Problem description: Below are records; count how many of their lines contain the string "BTreeMap", and give only that number.

Data listing: Begin

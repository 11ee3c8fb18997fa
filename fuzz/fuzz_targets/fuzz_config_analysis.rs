//! Fuzz target for analysis.json parsing and validation.

#![no_main]

use libfuzzer_sys::fuzz_target;
use tc_config::{validate_analysis, AnalysisConfig};

fuzz_target!(|data: &str| {
    if let Ok(config) = AnalysisConfig::from_json(data) {
        let _ = validate_analysis(&config);
    }
});
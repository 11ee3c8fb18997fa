//! Token concurrency common types, IDs, and errors.
//!
//! This crate provides foundational types shared across the tc-* crates:
//! - Subject and analysis identity types
//! - The canonical `Interval` and its tags
//! - Raw source records and schema-variant field candidates
//! - Common error types
//! - Output format specifications

pub mod error;
pub mod id;
pub mod interval;
pub mod output;
pub mod record;
pub mod schema;

pub use error::{Error, ErrorCategory, InvalidRecord, Result};
pub use id::{AnalysisId, EntityId, SubjectId};
pub use interval::{Interval, TagKind, TagValue};
pub use output::OutputFormat;
pub use record::{FieldCandidate, RawRecord, SourceSchema, TimeEncoding};
pub use schema::SCHEMA_VERSION;
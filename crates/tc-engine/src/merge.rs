//! Non-overlapping active time per entity.
//!
//! Overlapping intervals of the same entity are merged before their
//! durations are summed, so an entity with two sessions open at once is not
//! counted twice. Merging happens separately for the entity total and for
//! each tag value under the entity; overlap never collapses across groups.

use serde::{Deserialize, Serialize};
use std::collections::BTreeMap;

use tc_common::{EntityId, Interval, SubjectId, TagKind, TagValue};

/// Which dimension intervals are grouped by.
#[derive(Debug, Clone, Copy, PartialEq, Eq, Serialize, Deserialize)]
#[serde(rename_all = "lowercase")]
pub enum EntityKind {
    /// The session owner, see [`Interval::user`].
    User,
    Product,
    Server,
    /// The full (possibly composed) subject id.
    Subject,
}

#[derive(Debug, Clone, PartialEq, Eq, Serialize, Deserialize)]
pub struct EntityUsage {
    pub entity_id: EntityId,
    pub total_active_seconds: i64,
    #[serde(default, skip_serializing_if = "BTreeMap::is_empty")]
    pub per_tag_seconds: BTreeMap<TagValue, i64>,
}

/// Total time covered by `intervals` with overlaps counted once.
///
/// Touching intervals (`next.start == cur.end`) merge into one span. The
/// total saturates at `i64::MAX`.
pub fn merged_duration_seconds<'a, I>(intervals: I) -> i64
where
    I: IntoIterator<Item = &'a Interval>,
{
    let mut spans: Vec<(i64, i64)> = intervals
        .into_iter()
        .map(|iv| (iv.start_secs(), iv.end_secs()))
        .collect();
    spans.sort_unstable();

    let mut total = 0i64;
    let mut current: Option<(i64, i64)> = None;
    for (start, end) in spans {
        current = match current {
            Some((cur_start, cur_end)) if start > cur_end => {
                total = total.saturating_add(cur_end - cur_start);
                Some((start, end))
            }
            Some((cur_start, cur_end)) => Some((cur_start, cur_end.max(end))),
            None => Some((start, end)),
        };
    }
    if let Some((cur_start, cur_end)) = current {
        total = total.saturating_add(cur_end - cur_start);
    }
    total
}

/// Group intervals by entity.
///
/// For `Product` and `Server`, intervals without that tag are left out.
pub fn group_by_entity(
    intervals: &[Interval],
    kind: EntityKind,
) -> BTreeMap<EntityId, Vec<Interval>> {
    let mut groups: BTreeMap<EntityId, Vec<Interval>> = BTreeMap::new();
    for iv in intervals {
        let key = match kind {
            EntityKind::User => iv.user().clone(),
            EntityKind::Subject => iv.subject.clone(),
            EntityKind::Product => match iv.tag(TagKind::Product) {
                Some(tag) => SubjectId::new(tag.0.as_str()),
                None => continue,
            },
            EntityKind::Server => match iv.tag(TagKind::Server) {
                Some(tag) => SubjectId::new(tag.0.as_str()),
                None => continue,
            },
        };
        groups.entry(key).or_default().push(iv.clone());
    }
    groups
}

/// Merged active time per entity, optionally split by `tag_kind`.
///
/// Intervals that lack the requested tag still count toward their entity's
/// total but toward no tag group.
pub fn aggregate_non_overlapping(
    intervals_by_entity: &BTreeMap<EntityId, Vec<Interval>>,
    tag_kind: Option<TagKind>,
) -> BTreeMap<EntityId, EntityUsage> {
    intervals_by_entity
        .iter()
        .map(|(entity, intervals)| {
            let mut per_tag_seconds = BTreeMap::new();
            if let Some(kind) = tag_kind {
                let mut by_tag: BTreeMap<&TagValue, Vec<&Interval>> = BTreeMap::new();
                for iv in intervals {
                    if let Some(tag) = iv.tag(kind) {
                        by_tag.entry(tag).or_default().push(iv);
                    }
                }
                for (tag, group) in by_tag {
                    per_tag_seconds.insert(tag.clone(), merged_duration_seconds(group));
                }
            }
            let usage = EntityUsage {
                entity_id: entity.clone(),
                total_active_seconds: merged_duration_seconds(intervals),
                per_tag_seconds,
            };
            (entity.clone(), usage)
        })
        .collect()
}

Data listing: End

Solution: 9